JAKARTA – Kebijakan Rencana Aksi Nasional Hak Asasi Manusia (RAN HAM) saat ini masih belum dijadikan instrument kebijakan negara untuk memperkuat perlindungan HAM. Padahal pemerintah telah berkomitmen untuk melindungi HAM, salah satunya melalui pengembangan RAN HAM yang tertuang dalam Peraturan Presiden No 75 Tahun 2015 tentang Rencana Aksi Nasional Hak Asasi Manusia Tahun 2015-2019.
Beberapa kasus permasalahan HAM cukup menjadi bukti ketidakseriusan pemerintah dalam pemajuan, penghormatan, pemenuhan, dan prelindungan HAM selama ini meski periode rencana aksi hampir berakhir. Lembaga Studi dan Advokasi Masyarakat (ELSAM), misalnya, mencatat beberapa permasalahan tersebut di antaranya terus berlanjutnya impunitas kasus-kasus pelanggaran HAM di masa lalu, kian terkoyaknya sejumlah aspek kebebasan sipil, serta tidak kunjung diselesaikannya kasus-kasus pelanggaran HAM di Papua.
Masalah HAM lainnya dikatakan oleh Ruth dari Ditjen HAM Kementerian Hukum dan HAM dikarenakan tidak kuatnya regulasi pemerintah pusat yang bisa mempengaruhi pemerintah daerah ketika menentukan Rencana Pembangunan Jangka Menengah Daerah (RPJMD). Sehingga rencana aksi yang digadang-gadang tersebut tidak muncul di RPJMD.

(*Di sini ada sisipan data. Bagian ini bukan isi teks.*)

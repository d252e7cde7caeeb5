//! Everything that ends up on disk: the tuple codec, pages and run files.

pub(crate) mod io;
pub(crate) mod page;
pub(crate) mod run;
pub(crate) mod tuple;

“Seharusnya ada perintah khusus kepada daerah-daerah yang tertuang dalam Permendagri misalnya, untuk menentukan program rencana aksi nasional HAM. Selama ini sebagian belum menentukan rencana aksi, menurut mereka itu tidak ada di UU No 23 tentang Pemerintahan Daerah,” tuturnya ketika membahas Research Design Kebijakan RANHAM yang akan dilakukan ELSAM, di Jakarta 29/3.
Penelitian yang dilakukan ELSAM tersebut akan dilakukan untuk memotret beberapa persoalan dalam proses perumusan atau perencanaan aksi HAM, implementasi, monitoring dan evaluasi, koordinasi antar kelembagaan, maupun sinergi antara kebijakan RAN HAM dengan kebijakan lainnya. “Studi ini nantinya diharapkan dapat menjadi masukan dan pertimbangan dalam perumusan atau reformulasi format perumusan kebijakan, maupun metode implementasi kebijakan RAN HAM pada periode berikutnya,” kata Wahyudi Djafar Deputi Direktur Divisi Penelitian ELSAM.

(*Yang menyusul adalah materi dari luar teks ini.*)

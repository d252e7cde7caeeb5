//! Primitive types and the values stored in tuples.

use std::cmp::Ordering;
use std::fmt::Display;

/// The primitive type of an [`Attribute`](crate::db::Attribute).
#[derive(Debug, Clone, Copy, PartialEq, Eq, Hash)]
pub enum Type {
    /// 4-byte signed integer.
    Int,
    /// Character string, its byte size is declared by the attribute.
    String,
    /// 4-byte floating point number.
    Real,
}

/// A single field of a [`Tuple`](crate::Tuple).
///
/// Values have a total order so they can be sorted. Integers and reals are
/// compared numerically with each other, strings only with strings.
///
/// ```rust
/// use mergedb::db::Value;
///
/// assert!(Value::Int(2) > Value::Int(1));
/// assert!(Value::Int(5).eq(&Value::Real(5.0)));
/// ```
#[derive(Debug, Clone)]
pub enum Value {
    Int(i32),
    Real(f32),
    String(String),
}

/// Size of an [`Int`](Type::Int) or [`Real`](Type::Real) attribute.
pub(crate) const NUMBER_BYTE_LEN: usize = 4;

/// Size used for [`String`](Type::String) attributes declared without an explicit size.
pub(crate) const DEFAULT_STRING_BYTE_LEN: usize = 32;

impl Type {
    pub const fn default_byte_len(&self) -> usize {
        match self {
            Self::Int | Self::Real => NUMBER_BYTE_LEN,
            Self::String => DEFAULT_STRING_BYTE_LEN,
        }
    }

    /// Whether values of both types can be compared against each other.
    pub const fn is_comparable_with(&self, other: &Type) -> bool {
        matches!(
            (self, other),
            (Self::Int | Self::Real, Self::Int | Self::Real) | (Self::String, Self::String)
        )
    }
}

impl Value {
    pub const fn data_type(&self) -> Type {
        match self {
            Self::Int(_) => Type::Int,
            Self::Real(_) => Type::Real,
            Self::String(_) => Type::String,
        }
    }
}

impl PartialEq for Value {
    fn eq(&self, other: &Self) -> bool {
        self.cmp(other).eq(&Ordering::Equal)
    }
}

impl Eq for Value {}

impl Ord for Value {
    fn cmp(&self, other: &Self) -> Ordering {
        match (self, other) {
            (Value::Int(a), Value::Int(b)) => a.cmp(b),
            (Value::Real(a), Value::Real(b)) => a.total_cmp(b),
            // widening both sides keeps every i32 exact
            (Value::Int(a), Value::Real(b)) => f64::from(*a).total_cmp(&f64::from(*b)),
            (Value::Real(a), Value::Int(b)) => f64::from(*a).total_cmp(&f64::from(*b)),
            (Value::String(a), Value::String(b)) => a.cmp(b),
            (a, b) => panic!(
                "values of type {} and {} are not comparable",
                a.data_type(),
                b.data_type()
            ),
        }
    }
}

impl PartialOrd for Value {
    fn partial_cmp(&self, other: &Self) -> Option<Ordering> {
        Some(self.cmp(other))
    }
}

impl From<i32> for Value {
    fn from(value: i32) -> Self {
        Value::Int(value)
    }
}

impl From<f32> for Value {
    fn from(value: f32) -> Self {
        Value::Real(value)
    }
}

/// REAL values are stored in single precision.
impl From<f64> for Value {
    fn from(value: f64) -> Self {
        Value::Real(value as f32)
    }
}

impl From<&str> for Value {
    fn from(value: &str) -> Self {
        Value::String(value.to_string())
    }
}

impl From<String> for Value {
    fn from(value: String) -> Self {
        Value::String(value)
    }
}

impl Display for Type {
    fn fmt(&self, f: &mut std::fmt::Formatter<'_>) -> std::fmt::Result {
        f.write_str(match self {
            Self::Int => "INTEGER",
            Self::String => "STRING",
            Self::Real => "REAL",
        })
    }
}

impl Display for Value {
    fn fmt(&self, f: &mut std::fmt::Formatter<'_>) -> std::fmt::Result {
        match self {
            Self::Int(int) => write!(f, "{int}"),
            Self::Real(real) => write!(f, "{real}"),
            Self::String(string) => write!(f, "\"{string}\""),
        }
    }
}

#[cfg(test)]
mod tests {
    use super::*;

    #[test]
    fn test_mixed_numeric_ordering() {
        assert_eq!(Value::Int(3).cmp(&Value::Real(3.5)), Ordering::Less);
        assert_eq!(Value::Real(-1.0).cmp(&Value::Int(-1)), Ordering::Equal);
        assert!(Value::Real(f32::NAN) > Value::Real(f32::INFINITY));
    }

    #[test]
    fn test_string_ordering() {
        let mut values: Vec<Value> = ["pear", "apple", "fig"].map(Value::from).to_vec();
        values.sort();

        assert_eq!(values, ["apple", "fig", "pear"].map(Value::from).to_vec());
    }

    #[test]
    #[should_panic(expected = "not comparable")]
    fn test_string_and_int_are_not_comparable() {
        let _ = Value::Int(1).cmp(&Value::from("1"));
    }
}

Untuk itu dalam acara tersebut, ELSAM mengundang beberapa Kementerian/Lembaga untuk menentukan Rdesign penelitian yang akan dilakukannya. Tidak terkecuali dari BPP Kemendagri yang diwakili oleh Moh. Ilham A Hamudy Kasubbag Perpustakaan Informasi dan Dokumentasi.
Menurut Ilham penelitian yang dilakukan oleh ELSAM sangat strategis. Tetapi dalam Research Design yang dibuat belum memperlihatkan kebaruan penelitiannya. “Novelty penelitian ini belum dijelaskan. Artinya apa yang membedakan antara penelitian ini dengan penelitian-penelitian sebelumnya. Itu yang semestinya ada dalam Research Design,” ucap Ilham.

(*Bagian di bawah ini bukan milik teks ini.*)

//! This module provides a simple logging API.
//!
//! Messages go to a single append-only file opened by [`init`]. Until then
//! every log call is discarded, which keeps operators usable in contexts that
//! never configure logging (unit tests, benchmarks).

use std::{
    fmt::Display,
    fs::{self, File, OpenOptions},
    io::{self, Write},
    path::Path,
    sync::{
        atomic::{AtomicUsize, Ordering},
        Mutex, Once,
    },
};

#[repr(usize)]
#[derive(Debug, PartialEq, PartialOrd, Clone)]
pub enum Level {
    /// Designates serious errors.
    Error = 1,
    /// Designates hazardous situations.
    Warn,
    /// Designates useful information.
    Info,
    /// Designates lower priority information.
    Debug,
}

#[derive(Debug, PartialEq, PartialOrd)]
pub enum ParseError<'p> {
    InvalidString(&'p str),
}

static INIT: Once = Once::new();
static LOG_LEVEL: AtomicUsize = AtomicUsize::new(Level::Info as usize);
static LOG_FILE: Mutex<Option<File>> = Mutex::new(None);

pub const LOG_FILE_NAME: &str = "mergedb.log";

#[macro_export]
macro_rules! error {
    ($($args:tt)*) => {
        $crate::__log!($crate::core::log::Level::Error, $($args)*)
    };
}

#[macro_export]
macro_rules! warn {
    ($($args:tt)*) => {
        $crate::__log!($crate::core::log::Level::Warn, $($args)*)
    };
}

#[macro_export]
macro_rules! info {
    ($($args:tt)*) => {
        $crate::__log!($crate::core::log::Level::Info, $($args)*)
    };
}

#[macro_export]
macro_rules! debug {
    ($($args:tt)*) => {
        $crate::__log!($crate::core::log::Level::Debug, $($args)*)
    };
}

#[doc(hidden)]
#[macro_export]
macro_rules! __log {
    ($level:expr, $($args:tt)*) => {
        if let Err(e) = $crate::core::log::log(
            $level,
            format_args!("{}:{} - {}", file!(), line!(), format_args!($($args)*)),
        ) {
            eprintln!("Failed to log: {}", e);
        }
    };
}

impl Display for Level {
    fn fmt(&self, f: &mut std::fmt::Formatter<'_>) -> std::fmt::Result {
        let string = match self {
            Self::Error => "ERROR",
            Self::Warn => "WARN",
            Self::Info => "INFO",
            Self::Debug => "DEBUG",
        };

        f.write_str(string)
    }
}

/// Opens the log file at `path` and sets the maximum level written to it.
///
/// Only the first call has any effect.
pub fn init(level: Level, path: impl AsRef<Path>) -> io::Result<()> {
    let mut result = Ok(());

    INIT.call_once(|| {
        if let Some(parent) = path.as_ref().parent() {
            if let Err(e) = fs::create_dir_all(parent) {
                result = Err(e);
                return;
            }
        }

        match OpenOptions::new().create(true).append(true).open(path) {
            Ok(file) => {
                if let Ok(mut guard) = LOG_FILE.lock() {
                    *guard = Some(file);
                }
            }
            Err(e) => result = Err(e),
        };

        LOG_LEVEL.store(level as usize, Ordering::Release);
    });

    result
}

#[doc(hidden)]
pub fn log(level: Level, message: std::fmt::Arguments<'_>) -> io::Result<()> {
    let global_level = LOG_LEVEL.load(Ordering::Acquire);
    if (level.clone() as usize) > global_level {
        return Ok(());
    }

    let mut guard = LOG_FILE
        .lock()
        .map_err(|_| io::Error::other("log file lock poisoned"))?;

    match guard.as_mut() {
        Some(file) => {
            writeln!(file, "[{level}]: {message}")?;
            file.flush()
        }
        None => Ok(()),
    }
}

impl<'p> TryFrom<&'p str> for Level {
    type Error = ParseError<'p>;

    fn try_from(s: &'p str) -> Result<Self, ParseError<'p>> {
        match s.to_lowercase().as_str() {
            "error" => Ok(Level::Error),
            "warn" => Ok(Level::Warn),
            "info" => Ok(Level::Info),
            "debug" => Ok(Level::Debug),
            _ => Err(ParseError::InvalidString(s)),
        }
    }
}

impl<'p> Display for ParseError<'p> {
    fn fmt(&self, f: &mut std::fmt::Formatter<'_>) -> std::fmt::Result {
        match self {
            ParseError::InvalidString(s) => {
                write!(f, "{s} doesn't match any log level")
            }
        }
    }
}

Ilham juga mengkritisi penentuan lokasi penelitian. Menurutnya Research Design tidak menjelaskan alasan pemilihan lokasi secara rinci yang bisa memperkuat penelitian ini. pernyataan Ilham juga diamini oleh Sofia dari Ditjen HAM Kemenkumham. Ia menawarkan lokasi penelitian yang masuk dalam kriteria penilaian Kemenkumham.
“Kami juga pernah mengukur daerah-daerah layak HAM yang tertinggi hingga terendah, mohon untuk dilihat kembali, seandainya kai bisa sarankan lihat juga hasil pengukuran yang telah kami lakukan,” tegasnya.
Beberapa masukan yang terhimpun dari peserta seperti Kemen PAN dan RB, Kemenkopolhukam, dan beberapa peserta lain diharapkan bisa menghasilkan penlitian yang berkualitas dan bisa bermanfaat untuk negara dalam rangka menhilagkan kasus-kasus pelanggran HAM selama ini. (MSR)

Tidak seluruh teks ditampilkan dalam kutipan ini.